The prefix trie sounds like something I'd try if the sets were sparse compared to the total vocabulary. Don't forget that if the suffix set of two different prefixes is the same, you can share the subgraph representing the suffix set (this can be achieved by hash-consing rather than arbitrary DFA minimization), giving a DAG rather than a tree. Try ordering your words least or most frequent first (I'll bet one or the other is better than some random or alphabetic order).
For a variation on your first strategy, where you represent each set by a very large integer (bit vector), use a sparse ordered set/map of integers (a trie on the sequence of bits which skips runs of consecutive 0s) - http://citeseerx.ist.psu.edu/viewdoc/summary?doi=10.1.1.37.5452 (implemented in http://www.scala-lang.org/docu/files/api/scala/collection/immutable/IntMap.html).
If your reference set (of sets) is fixed, and you want to find for many of those sets which ones contain others, I'd compute the immediate containment relation (a directed acyclic graph with a path from a->b iff b is contained in a, and without the redundant arcs a->c where a->b and b->c).

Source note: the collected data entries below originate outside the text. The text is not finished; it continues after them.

//! Enemy behavior state machine.
//!
//! Every enemy is in one of two states:
//!
//! ```text
//!              d < aggro_radius
//!  Patrolling ──────────────────▶ Chasing
//!      ▲                             │
//!      └─────────────────────────────┘
//!        outside aggro_radius for more
//!        than disengage_ms (cumulative,
//!        reset whenever back in range)
//! ```
//!
//! A tick runs five steps in a fixed order: cooldown, distance, transition,
//! motion, attack. Distances are measured center to center.
//!
//! # Patrol
//!
//! Patrolling enemies walk horizontally between `anchor.x - half_range` and
//! `anchor.x + half_range`, never stepping past the current end. They turn
//! around on reaching it, on starting the tick at or past it, or on bumping
//! into terrain.
//!
//! # Chase
//!
//! Chasing enemies step along the axis with the larger displacement to the
//! player. The other axis is only tried if that step is blocked, which lets
//! them slide around corners without pathfinding.
//!
//! # Attack
//!
//! A chasing enemy that ends its move closer than `melee_distance` to the
//! player, with its cooldown elapsed, emits an
//! [`ApplyDamage`](crate::output::Modifier::ApplyDamage) modifier and restarts
//! its cooldown.

use glam::Vec2;
use tracing::debug;

use crate::arena::Arena;
use crate::collision::CollisionResolver;
use crate::config::SimConfig;
use crate::entity::{ChaseState, Enemy, EntityId};
use crate::grid::TileGrid;
use crate::output::{Event, Modifier, OutputQueue, SystemId};

use super::FrameContext;

/// The patrol / chase / attack state machine shared by every enemy kind.
#[derive(Debug, Clone)]
pub struct EnemyBehavior {
    disengage_ms: f32,
    attack_rate_ms: f32,
    melee_distance: f32,
}

/// What the behavior needs to know about the player.
#[derive(Debug, Clone, Copy)]
struct Quarry {
    id: EntityId,
    center: Vec2,
}

impl EnemyBehavior {
    /// Creates the behavior from the enemy section of `config`.
    #[must_use]
    pub fn new(config: &SimConfig) -> Self {
        Self {
            disengage_ms: config.enemy.disengage_ms,
            attack_rate_ms: config.enemy.attack_rate_ms,
            melee_distance: config.enemy.melee_distance,
        }
    }

    /// Runs one tick for every live enemy, in spawn order.
    pub fn update(&self, ctx: &FrameContext, arena: &mut Arena, out: &mut OutputQueue) {
        let (enemies, player, grid, collision) = arena.enemies_and_terrain();
        let quarry = Quarry {
            id: player.id(),
            center: player.combatant().center(),
        };
        for enemy in enemies.iter_mut().filter(|e| e.combatant().is_alive()) {
            self.tick(enemy, quarry, ctx, grid, collision, out);
        }
    }

    fn tick(
        &self,
        enemy: &mut Enemy,
        quarry: Quarry,
        ctx: &FrameContext,
        grid: &TileGrid,
        collision: &CollisionResolver,
        out: &mut OutputQueue,
    ) {
        enemy.attack_cooldown_ms -= ctx.elapsed_ms;

        let distance = enemy.combatant.distance_to(quarry.center);
        self.transition(enemy, distance, ctx.elapsed_ms, out);

        let speed = enemy.speed * ctx.motion_scale;
        match enemy.state {
            ChaseState::Patrolling => Self::patrol(enemy, speed, grid, collision),
            ChaseState::Chasing => Self::chase(enemy, quarry.center, speed, grid, collision),
        }

        if enemy.state == ChaseState::Chasing
            && enemy.combatant.distance_to(quarry.center) < self.melee_distance
            && enemy.attack_cooldown_ms <= 0.0
        {
            enemy.attack_cooldown_ms = self.attack_rate_ms;
            out.push(
                SystemId::Behavior,
                enemy.id(),
                Modifier::ApplyDamage {
                    source: enemy.id(),
                    target: quarry.id,
                    amount: enemy.damage,
                },
            );
        }
    }

    fn transition(&self, enemy: &mut Enemy, distance: f32, elapsed_ms: f32, out: &mut OutputQueue) {
        let in_range = distance < enemy.aggro_radius;
        match enemy.state {
            ChaseState::Patrolling => {
                if in_range {
                    enemy.state = ChaseState::Chasing;
                    enemy.disengage_timer_ms = 0.0;
                    debug!(enemy = %enemy.id(), distance, "enemy aggroed");
                    out.push(
                        SystemId::Behavior,
                        enemy.id(),
                        Event::EnemyAggroed { enemy: enemy.id() },
                    );
                }
            }
            ChaseState::Chasing => {
                if in_range {
                    enemy.disengage_timer_ms = 0.0;
                } else {
                    enemy.disengage_timer_ms += elapsed_ms;
                    if enemy.disengage_timer_ms > self.disengage_ms {
                        enemy.state = ChaseState::Patrolling;
                        enemy.disengage_timer_ms = 0.0;
                        debug!(enemy = %enemy.id(), "enemy disengaged");
                        out.push(
                            SystemId::Behavior,
                            enemy.id(),
                            Event::EnemyDisengaged { enemy: enemy.id() },
                        );
                    }
                }
            }
        }
    }

    fn patrol(enemy: &mut Enemy, speed: f32, grid: &TileGrid, collision: &CollisionResolver) {
        let x = enemy.combatant.position().x;
        let target = enemy.patrol_target_x();
        let remaining = (target - x) * enemy.patrol_direction;
        if remaining <= 0.0 {
            enemy.patrol_direction = -enemy.patrol_direction;
            return;
        }

        let step = speed.min(remaining);
        if step <= 0.0 {
            return;
        }
        let moved = enemy
            .combatant
            .move_x(step * enemy.patrol_direction, grid, collision);
        if !moved {
            enemy.patrol_direction = -enemy.patrol_direction;
        } else if step >= remaining {
            // Land exactly on the end so rounding never leaves the range.
            let y = enemy.combatant.position().y;
            enemy.combatant.set_position(Vec2::new(target, y));
            enemy.patrol_direction = -enemy.patrol_direction;
        }
    }

    fn chase(
        enemy: &mut Enemy,
        target: Vec2,
        speed: f32,
        grid: &TileGrid,
        collision: &CollisionResolver,
    ) {
        let delta = target - enemy.combatant.center();
        let distance = delta.length();
        if distance == 0.0 {
            return;
        }
        let unit = delta / distance;
        let body = &mut enemy.combatant;
        if unit.x.abs() >= unit.y.abs() {
            if !body.move_x(unit.x * speed, grid, collision) {
                body.move_y(unit.y * speed, grid, collision);
            }
        } else if !body.move_y(unit.y * speed, grid, collision) {
            body.move_x(unit.x * speed, grid, collision);
        }
    }
}
//! Render snapshots.
//!
//! A [`FrameResult`] is everything a host needs after a frame: where every
//! live entity is, how it looks (facing, animation frame, behavior state),
//! the player's health, whether the run is over, and what happened. Health
//! in snapshots is clamped at zero.

use glam::Vec2;
use serde::{Deserialize, Serialize};

use crate::arena::Arena;
use crate::entity::{ChaseState, Enemy, EntityId, EntityTag, Facing, Player, Projectile};
use crate::output::Event;

/// Lifecycle phase of a run.
#[derive(Debug, Clone, Copy, Default, PartialEq, Eq, Hash, Serialize, Deserialize)]
pub enum RunPhase {
    /// No run in progress; `start` has not been called since construction
    /// or the last `reset`.
    #[default]
    Idle,
    /// Frames are being simulated.
    Running,
    /// The player died. Frames are frozen until `reset`.
    Defeated,
}

/// One live entity as a renderer sees it.
#[derive(Debug, Clone, PartialEq, Serialize, Deserialize)]
pub struct EntitySnapshot {
    /// Entity id.
    pub id: EntityId,
    /// What the entity is.
    pub tag: EntityTag,
    /// Top-left corner.
    pub position: Vec2,
    /// Box (or sprite) size.
    pub size: Vec2,
    /// Health clamped at zero; `None` for projectiles.
    pub health: Option<i32>,
    /// Maximum health; `None` for projectiles.
    pub max_health: Option<i32>,
    /// Facing of combatants.
    pub facing: Option<Facing>,
    /// Behavior state of enemies.
    pub chase_state: Option<ChaseState>,
    /// Animation frame of projectiles.
    pub frame_index: Option<u32>,
}

impl EntitySnapshot {
    /// Snapshot of the player.
    #[must_use]
    pub fn player(player: &Player) -> Self {
        let body = player.combatant();
        Self {
            id: player.id(),
            tag: EntityTag::Player,
            position: body.position(),
            size: body.aabb().size,
            health: Some(body.health().clamped()),
            max_health: Some(body.health().max()),
            facing: Some(body.facing()),
            chase_state: None,
            frame_index: None,
        }
    }

    /// Snapshot of an enemy.
    #[must_use]
    pub fn enemy(enemy: &Enemy) -> Self {
        let body = enemy.combatant();
        Self {
            id: enemy.id(),
            tag: EntityTag::Enemy(enemy.kind()),
            position: body.position(),
            size: body.aabb().size,
            health: Some(body.health().clamped()),
            max_health: Some(body.health().max()),
            facing: Some(body.facing()),
            chase_state: Some(enemy.state()),
            frame_index: None,
        }
    }

    /// Snapshot of a projectile.
    #[must_use]
    pub fn projectile(projectile: &Projectile) -> Self {
        Self {
            id: projectile.id(),
            tag: EntityTag::Projectile,
            position: projectile.position(),
            size: Vec2::splat(projectile.size()),
            health: None,
            max_health: None,
            facing: None,
            chase_state: None,
            frame_index: Some(projectile.frame_index()),
        }
    }
}

/// Outcome of one `step`.
#[derive(Debug, Clone, PartialEq, Serialize, Deserialize)]
pub struct FrameResult {
    /// Frames completed in this run.
    pub tick: u64,
    /// Phase after the frame.
    pub phase: RunPhase,
    /// Player, then enemies, then projectiles, each in spawn order.
    pub entities: Vec<EntitySnapshot>,
    /// Player health clamped at zero.
    pub player_hp: i32,
    /// True once the run is lost.
    pub is_defeated: bool,
    /// Events of this frame in emission order. Empty for frozen frames.
    pub events: Vec<Event>,
}

impl FrameResult {
    /// Captures the arena after a frame.
    #[must_use]
    pub fn capture(arena: &Arena, phase: RunPhase, events: Vec<Event>) -> Self {
        let entities = std::iter::once(EntitySnapshot::player(arena.player()))
            .chain(arena.enemies().iter().map(EntitySnapshot::enemy))
            .chain(arena.projectiles().iter().map(EntitySnapshot::projectile))
            .collect();
        Self {
            tick: arena.current_tick(),
            phase,
            entities,
            player_hp: arena.player().combatant().health().clamped(),
            is_defeated: phase == RunPhase::Defeated,
            events,
        }
    }

    /// Snapshot of one entity, if it is still live.
    #[must_use]
    pub fn entity(&self, id: EntityId) -> Option<&EntitySnapshot> {
        self.entities.iter().find(|e| e.id == id)
    }

    /// Snapshots of live enemies.
    pub fn enemies(&self) -> impl Iterator<Item = &EntitySnapshot> + '_ {
        self.entities
            .iter()
            .filter(|e| matches!(e.tag, EntityTag::Enemy(_)))
    }

    /// Snapshots of in-flight projectiles.
    pub fn projectiles(&self) -> impl Iterator<Item = &EntitySnapshot> + '_ {
        self.entities
            .iter()
            .filter(|e| e.tag == EntityTag::Projectile)
    }
}
use crate::arena::Arena;
use crate::config::SimConfig;
use crate::entity::{EnemyKind, EntityId};
use crate::error::{ConfigError, SimError};
use crate::grid::TileGrid;
use crate::intent::Intent;
use crate::output::{Event, OutputQueue, SystemId};
use crate::random::{RandomSource, SeededRandom};
use crate::resolver::{CombatResolver, EventResolver, Resolver};
use crate::snapshot::{FrameResult, RunPhase};
use crate::systems::{EnemyBehavior, FrameContext, PlayerController, ProjectileSystem};

// =============================================================================
// Spawn descriptions
// =============================================================================

/// Where an enemy appears.
#[derive(Debug, Clone, Copy, PartialEq, Serialize, Deserialize)]
#[serde(rename_all = "snake_case")]
pub enum SpawnPoint {
    /// Top-left corner of the enemy's box, in world units.
    At(Vec2),
    /// The origin of a uniformly chosen walkable tile.
    RandomFreeTile,
}

/// An enemy to place when a run starts.
#[derive(Debug, Clone, Copy, PartialEq, Serialize, Deserialize)]
pub struct EnemySpawn {
    /// Profile to use.
    pub kind: EnemyKind,
    /// Placement.
    pub at: SpawnPoint,
}

impl EnemySpawn {
    /// Spawn at a fixed position.
    #[must_use]
    pub const fn at(kind: EnemyKind, position: Vec2) -> Self {
        Self {
            kind,
            at: SpawnPoint::At(position),
        }
    }

    /// Spawn on a random walkable tile.
    #[must_use]
    pub const fn random(kind: EnemyKind) -> Self {
        Self {
            kind,
            at: SpawnPoint::RandomFreeTile,
        }
    }
}

// =============================================================================
// Simulation
// =============================================================================

/// Owner of the run lifecycle and the per-frame loop.
///
/// The simulation exclusively owns the [`Arena`]; hosts observe it through
/// [`FrameResult`]s or read-only accessors.
pub struct Simulation {
    config: SimConfig,
    random: Box<dyn RandomSource>,
    phase: RunPhase,
    arena: Option<Arena>,
    previous_intent: Intent,
    player: PlayerController,
    behavior: EnemyBehavior,
    projectiles: ProjectileSystem,
    /// Run in registration order; combat is always first.
    resolvers: Vec<Box<dyn Resolver>>,
    /// Runs after every other resolver.
    events: EventResolver,
}

impl fmt::Debug for Simulation {
    fn fmt(&self, f: &mut fmt::Formatter<'_>) -> fmt::Result {
        f.debug_struct("Simulation")
            .field("phase", &self.phase)
            .field("arena", &self.arena)
            .field("previous_intent", &self.previous_intent)
            .field("resolvers", &format!("[{} resolvers]", self.resolvers.len()))
            .finish_non_exhaustive()
    }
}

impl Simulation {
    /// Creates an idle simulation whose randomness is seeded from
    /// `config.seed`.
    ///
    /// # Errors
    ///
    /// Returns the first invalid value found by [`SimConfig::validate`].
    pub fn new(config: SimConfig) -> Result<Self, ConfigError> {
        let random = Box::new(SeededRandom::new(config.seed));
        Self::with_random(config, random)
    }

    /// Creates an idle simulation with an injected random source.
    ///
    /// # Errors
    ///
    /// Returns the first invalid value found by [`SimConfig::validate`].
    pub fn with_random(
        config: SimConfig,
        random: Box<dyn RandomSource>,
    ) -> Result<Self, ConfigError> {
        config.validate()?;
        Ok(Self {
            player: PlayerController::new(&config),
            behavior: EnemyBehavior::new(&config),
            projectiles: ProjectileSystem::new(&config.projectile),
            resolvers: vec![Box::new(CombatResolver::new(
                config.projectile.impact_radius,
            ))],
            events: EventResolver::new(),
            config,
            random,
            phase: RunPhase::Idle,
            arena: None,
            previous_intent: Intent::empty(),
        })
    }

    // -------------------------------------------------------------------------
    // Lifecycle
    // -------------------------------------------------------------------------

    /// Starts a run on `grid` with the player at `player_spawn` and the given
    /// enemies. A run already in progress is discarded.
    ///
    /// For each enemy, a random tile is drawn first (if requested), then its
    /// initial patrol direction.
    ///
    /// # Errors
    ///
    /// Returns [`SimError::Config`] if a spawn overlaps terrain, a random
    /// spawn finds no walkable tile, or a profile is invalid. The simulation
    /// is left idle.
    pub fn start(
        &mut self,
        grid: TileGrid,
        player_spawn: Vec2,
        enemy_spawns: &[EnemySpawn],
    ) -> Result<(), SimError> {
        self.reset();
        let grid = Arc::new(grid);
        let mut arena = Arena::new(Arc::clone(&grid), player_spawn, &self.config)?;
        for spawn in enemy_spawns {
            let position = match spawn.at {
                SpawnPoint::At(position) => position,
                SpawnPoint::RandomFreeTile => grid.random_free_tile(self.random.as_mut())?,
            };
            let direction = self.random.pick_sign();
            arena.spawn_enemy(position, spawn.kind, &self.config, direction)?;
        }
        info!(
            width = grid.width(),
            height = grid.height(),
            enemies = arena.enemies().len(),
            "run started"
        );
        self.arena = Some(arena);
        self.phase = RunPhase::Running;
        Ok(())
    }

    /// Discards the current run, if any, and returns to idle.
    ///
    /// The random source is not reseeded.
    pub fn reset(&mut self) {
        if let Some(arena) = self.arena.take() {
            info!(tick = arena.current_tick(), phase = ?self.phase, "run reset");
        }
        self.events.clear();
        self.phase = RunPhase::Idle;
        self.previous_intent = Intent::empty();
    }

    /// Simulates one frame of `elapsed_ms` with the given input snapshot.
    ///
    /// Once the run is defeated, every call returns the same frozen frame
    /// (no events, tick unchanged) until [`Simulation::reset`].
    ///
    /// # Errors
    ///
    /// - [`SimError::NotStarted`] if no run is in progress.
    /// - [`SimError::InvalidElapsed`] if `elapsed_ms` is negative or not
    ///   finite.
    pub fn step(&mut self, elapsed_ms: f32, intent: Intent) -> Result<FrameResult, SimError> {
        let Some(arena) = self.arena.as_mut() else {
            return Err(SimError::NotStarted);
        };
        if !elapsed_ms.is_finite() || elapsed_ms < 0.0 {
            return Err(SimError::InvalidElapsed(elapsed_ms));
        }
        if self.phase == RunPhase::Defeated {
            return Ok(FrameResult::capture(arena, self.phase, Vec::new()));
        }

        let ctx = FrameContext {
            tick: arena.current_tick(),
            elapsed_ms,
            motion_scale: self.config.motion_scale(elapsed_ms),
        };
        let mut queue = OutputQueue::new(ctx.tick);

        // PLAYER, BEHAVIOR, PROJECTILES
        self.player
            .update(&ctx, intent, self.previous_intent, arena, &mut queue);
        self.previous_intent = intent;
        self.behavior.update(&ctx, arena, &mut queue);
        self.projectiles.update(&ctx, arena, &mut queue);

        // RESOLUTION
        for resolver in &self.resolvers {
            let follow_ups = {
                let routed = queue.of_kinds(resolver.handles());
                resolver.resolve(&routed, arena)
            };
            let player = arena.player().id();
            for output in follow_ups {
                let entity = output
                    .as_event()
                    .and_then(Event::primary_entity)
                    .unwrap_or(player);
                queue.push(SystemId::Combat, entity, output);
            }
        }
        {
            let routed = queue.of_kinds(self.events.handles());
            self.events.resolve(&routed, arena);
        }

        // APPLY
        arena.advance_tick();
        if !arena.player().is_alive() {
            self.phase = RunPhase::Defeated;
            info!(tick = arena.current_tick(), "player defeated");
        }

        let events = self
            .events
            .take_events()
            .into_iter()
            .filter_map(|envelope| envelope.into_output().as_event().cloned())
            .collect();
        Ok(FrameResult::capture(arena, self.phase, events))
    }

    // -------------------------------------------------------------------------
    // Spawn requests
    // -------------------------------------------------------------------------

    /// Adds an enemy to the running game.
    ///
    /// # Errors
    ///
    /// - [`SimError::NotStarted`] if no run is in progress.
    /// - [`SimError::Config`] if the position overlaps terrain.
    pub fn spawn_enemy(&mut self, position: Vec2, kind: EnemyKind) -> Result<EntityId, SimError> {
        let arena = self.arena.as_mut().ok_or(SimError::NotStarted)?;
        let direction = self.random.pick_sign();
        Ok(arena.spawn_enemy(position, kind, &self.config, direction)?)
    }

    /// Fires a projectile from the combatant `origin`.
    ///
    /// Returns `Ok(None)` if `origin` is not a live combatant.
    ///
    /// # Errors
    ///
    /// - [`SimError::NotStarted`] if no run is in progress.
    /// - [`SimError::Config`] with [`ConfigError::ZeroDirection`] for a zero
    ///   or non-finite sign.
    pub fn spawn_projectile(
        &mut self,
        origin: EntityId,
        direction_sign: f32,
    ) -> Result<Option<EntityId>, SimError> {
        let arena = self.arena.as_mut().ok_or(SimError::NotStarted)?;
        if !direction_sign.is_finite() || direction_sign == 0.0 {
            return Err(ConfigError::ZeroDirection.into());
        }
        let id = self.projectiles.spawn_from(arena, origin, direction_sign)?;
        if id.is_none() {
            debug!(%origin, "projectile origin not found");
        }
        Ok(id)
    }

    // -------------------------------------------------------------------------
    // Access
    // -------------------------------------------------------------------------

    /// Adds a resolver after the built-in ones.
    pub fn add_resolver(&mut self, resolver: Box<dyn Resolver>) {
        self.resolvers.push(resolver);
    }

    /// Number of resolvers, the event log excluded.
    #[must_use]
    pub fn resolver_count(&self) -> usize {
        self.resolvers.len()
    }

    /// Current phase.
    #[must_use]
    pub const fn phase(&self) -> RunPhase {
        self.phase
    }

    /// Configuration this simulation was built with.
    #[must_use]
    pub const fn config(&self) -> &SimConfig {
        &self.config
    }

    /// World state of the current run.
    #[must_use]
    pub const fn arena(&self) -> Option<&Arena> {
        self.arena.as_ref()
    }

    /// Mutable world state. Intended for setup and tests; prefer spawn
    /// requests and `step`.
    pub fn arena_mut(&mut self) -> Option<&mut Arena> {
        self.arena.as_mut()
    }

    /// Frames completed in the current run (0 when idle).
    #[must_use]
    pub fn tick(&self) -> u64 {
        self.arena.as_ref().map_or(0, Arena::current_tick)
    }

    /// Snapshot of the current state without simulating a frame.
    #[must_use]
    pub fn snapshot(&self) -> Option<FrameResult> {
        self.arena
            .as_ref()
            .map(|arena| FrameResult::capture(arena, self.phase, Vec::new()))
    }
}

The branching factor is no more than the number of elements in a set. The vertices reachable from the given set are exactly those that are subsets of it.
First I would construct 2 data structures, S and E.
S is an array of sets (set S has the N subsets).
S[0] = set(element1, element2, ...)
S[1] = set(element1, element2, ...)
...
S[N] = set(element1, element2, ...)
E is a map (element hash for index) of lists. Each list contains S-indices, where the element appears.
// O( S_total_elements ) = O(n) operation
E[element1] = list(S1, S6, ...)
E[element2] = list(S3, S4, S8, ...)
...
Now, 2 new structures, set L and array C.
I store all the elements of D, that exist in E, in the L. (O(n) operation)
C is an array (S-indices) of counters.
// count subset's elements that are in E
foreach e in L:
foreach idx in E[e]:
C[idx] = C[idx] + 1
Finally,
for i in C:
if C[i] == S[i].Count()
// S[i] subset exists in D
Can you build an index for your documents? i.e. a mapping from each word to those documents containing that word. Once you've built that, lookup should be pretty quick and you can just do set intersection to find the documents matching all words.
Here's Wiki on full text search.
EDIT: Ok, I got that backwards.
You could convert your document to a set (if your language has a set datatype), do the same with your searches. Then it becomes a simple matter of testing whether one is a subset of the other.
Behind the scenes, this is effectively the same idea: it would probably involve building a hash table for the document, hashing the queries, and checking each word in the query in turn. This would be O(nm) where n is the number of searches and m the average number of words in a search.